En el Evangelio de hoy se entrecruzan dos historias: la de la hija de Jairo y la de la mujer que padecía flujo de sangre. Cada una tiene sus rasgos propios. Hay, sin embargo, un hilo que las une: la experiencia de pasar de la enfermedad-muerte a la curación-vida. En ambas historias se juega con el número 12: la niña tiene 12 años y la mujer lleva 12 años padeciendo la enfermedad. En ambas adquiere una gran importancia el tacto. La mujer “acercándose por detrás, entre la gente, le tocó el manto, pensando que, con sólo tocarle el vestido, curaría. Inmediatamente”. Es ella quien toca a Jesús porque siente que de él emana la salud y la vida. 

En el caso de la niña muerta es Jesús quien la toca para trasmitirle un nuevo aliento: “Entró donde estaba la niña, la cogió de la mano y le dijo: «Talitha qumi (que significa: contigo hablo, niña, levántate).»”. Ambas mujeres (la adulta y la niña), que habían sido excluidas de la comunidad, son reintegradas en ella. Cuando Jesús salva, no solo cura las enfermedades físicas y espirituales, sino que derriba las barreras de la exclusión. Jesús es un reintegrador, alguien que devuelve la vida plena: física, psíquica, espiritual y social.

¿Cómo podemos acoger este mensaje en el contexto de pandemia que todavía seguimos viviendo? ¿Por qué no experimentamos hoy con fuerza que Jesús sigue siendo fuente de vida para nosotros y para el mundo?
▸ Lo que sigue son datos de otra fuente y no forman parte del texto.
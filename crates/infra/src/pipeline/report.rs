//! Batch reports and the last-execution record.

use std::collections::BTreeMap;
use std::sync::RwLock;

use chrono::{DateTime, Utc};
use serde::{Deserialize, Serialize};
use uuid::Uuid;

use super::watermark::Watermark;

#[derive(Debug, Clone, Copy, PartialEq, Eq, Serialize, Deserialize)]
#[serde(rename_all = "snake_case")]
pub enum BatchStatus {
    /// No listing changed since the watermark; nothing was written.
    Empty,
    Committed,
}

/// Summary of one successful batch.
#[derive(Debug, Clone, PartialEq, Eq, Serialize, Deserialize)]
pub struct BatchReport {
    pub batch_id: Uuid,
    pub watermark: Watermark,
    pub started_at: DateTime<Utc>,
    pub finished_at: DateTime<Utc>,
    pub candidates: usize,
    pub inserted: usize,
    pub skipped_existing: usize,
    pub columns_added: usize,
    /// Emitted rows per `event_type/event_action`.
    pub events: BTreeMap<String, usize>,
    pub warnings: usize,
    pub status: BatchStatus,
}

impl BatchReport {
    pub fn empty(batch_id: Uuid, watermark: Watermark, started_at: DateTime<Utc>) -> Self {
        Self {
            batch_id,
            watermark,
            started_at,
            finished_at: Utc::now(),
            candidates: 0,
            inserted: 0,
            skipped_existing: 0,
            columns_added: 0,
            events: BTreeMap::new(),
            warnings: 0,
            status: BatchStatus::Empty,
        }
    }
}

#[derive(Debug, Clone, Copy, PartialEq, Eq, Serialize, Deserialize)]
#[serde(rename_all = "snake_case")]
pub enum ExecutionStatus {
    NeverRun,
    Running,
    Succeeded,
    Failed,
}

/// What the most recent run did, for status reporting.
#[derive(Debug, Clone, PartialEq, Eq, Serialize, Deserialize)]
pub struct ExecutionRecord {
    pub status: ExecutionStatus,
    pub started_at: Option<DateTime<Utc>>,
    pub finished_at: Option<DateTime<Utc>>,
    pub attempts: u32,
    pub report: Option<BatchReport>,
    pub error: Option<String>,
}

impl Default for ExecutionRecord {
    fn default() -> Self {
        Self {
            status: ExecutionStatus::NeverRun,
            started_at: None,
            finished_at: None,
            attempts: 0,
            report: None,
            error: None,
        }
    }
}

/// Shared holder of the last execution record.
#[derive(Debug, Default)]
pub struct LastExecution {
    record: RwLock<ExecutionRecord>,
}

impl LastExecution {
    pub fn new() -> Self {
        Self::default()
    }

    pub fn start(&self) {
        self.update(|r| {
            *r = ExecutionRecord {
                status: ExecutionStatus::Running,
                started_at: Some(Utc::now()),
                ..ExecutionRecord::default()
            };
        });
    }

    pub fn attempt(&self) {
        self.update(|r| r.attempts += 1);
    }

    pub fn succeed(&self, report: BatchReport) {
        self.update(|r| {
            r.status = ExecutionStatus::Succeeded;
            r.finished_at = Some(Utc::now());
            r.report = Some(report);
            r.error = None;
        });
    }

    pub fn fail(&self, error: impl Into<String>) {
        let error = error.into();
        self.update(|r| {
            r.status = ExecutionStatus::Failed;
            r.finished_at = Some(Utc::now());
            r.error = Some(error);
        });
    }

    pub fn snapshot(&self) -> ExecutionRecord {
        self.record.read().map(|r| r.clone()).unwrap_or_default()
    }

    fn update(&self, f: impl FnOnce(&mut ExecutionRecord)) {
        if let Ok(mut record) = self.record.write() {
            f(&mut record);
        }
    }
}

#[cfg(test)]
mod tests {
    use super::*;

    #[test]
    fn record_tracks_lifecycle() {
        let last = LastExecution::new();
        assert_eq!(last.snapshot().status, ExecutionStatus::NeverRun);

        last.start();
        last.attempt();
        last.attempt();
        let running = last.snapshot();
        assert_eq!(running.status, ExecutionStatus::Running);
        assert_eq!(running.attempts, 2);
        assert!(running.started_at.is_some());

        last.fail("fact store timeout: commit");
        let failed = last.snapshot();
        assert_eq!(failed.status, ExecutionStatus::Failed);
        assert_eq!(failed.error.as_deref(), Some("fact store timeout: commit"));

        last.start();
        let report = BatchReport::empty(Uuid::now_v7(), Watermark::FullRebuild, Utc::now());
        last.succeed(report.clone());
        let succeeded = last.snapshot();
        assert_eq!(succeeded.status, ExecutionStatus::Succeeded);
        assert_eq!(succeeded.attempts, 0);
        assert_eq!(succeeded.report, Some(report));
        assert!(succeeded.error.is_none());
    }

    #[test]
    fn report_serializes_watermark_and_status() {
        let report = BatchReport::empty(Uuid::now_v7(), Watermark::FullRebuild, Utc::now());
        let json = serde_json::to_value(&report).unwrap();
        assert_eq!(json["status"], "empty");
        assert_eq!(json["watermark"]["kind"], "full_rebuild");
    }
}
Encuentro una explicación sencilla: porque no nos acercamos a él para tocarlo (como hizo la mujer hemorroísa) y porque no nos dejamos tocar por él (como sucedió con la niña muerta). Es verdad que muchos de nosotros celebramos los sacramentos, leemos la Biblia y hasta hacemos alguna obra de caridad, pero ¿significa eso que “tocamos” a Jesús o nos quedamos, más bien, en sus alrededores? No es lo mismo ser admiradores que amigos. 

Tocar a Jesús implica un gran atrevimiento. De la mujer se dice que “oyó hablar de Jesús y, acercándose por detrás, entre la gente, le tocó el manto”. También nosotros hemos oído hablar de Jesús desde nuestra infancia, pero no siempre nos atrevemos a cruzar la barrera del gentío para acercarnos a Jesús y tocarlo. Somos víctimas de muchos prejuicios, nos da vergüenza ir contracorriente, nos dejamos llevar por lo que piensa la mayoría. En definitiva, no nos acercamos lo suficiente a Jesús como para experimentar su poder sanador. 

Pero también puede suceder que estemos prácticamente muertos, como la hija de Jairo, y que nosotros y quienes nos rodean hayamos ya tirado la toalla pensando que es imposible volver a creer y vivir. Como los familiares de la niña, podemos decir: “¿Para qué molestar más al maestro?”. Es él entonces el que toma la iniciativa: “Jesús alcanzó a oír lo que hablaban y le dijo al jefe de la sinagoga: «No temas; basta que tengas fe.»”. Es lo único que Jesús nos pide para sacarnos de la fosa de la tristeza, la depresión y el sinsentido: un poco de fe. Ni siquiera nos pide que tengamos la valentía de tocarlo. Es suficiente con que nos dejemos tocar por él.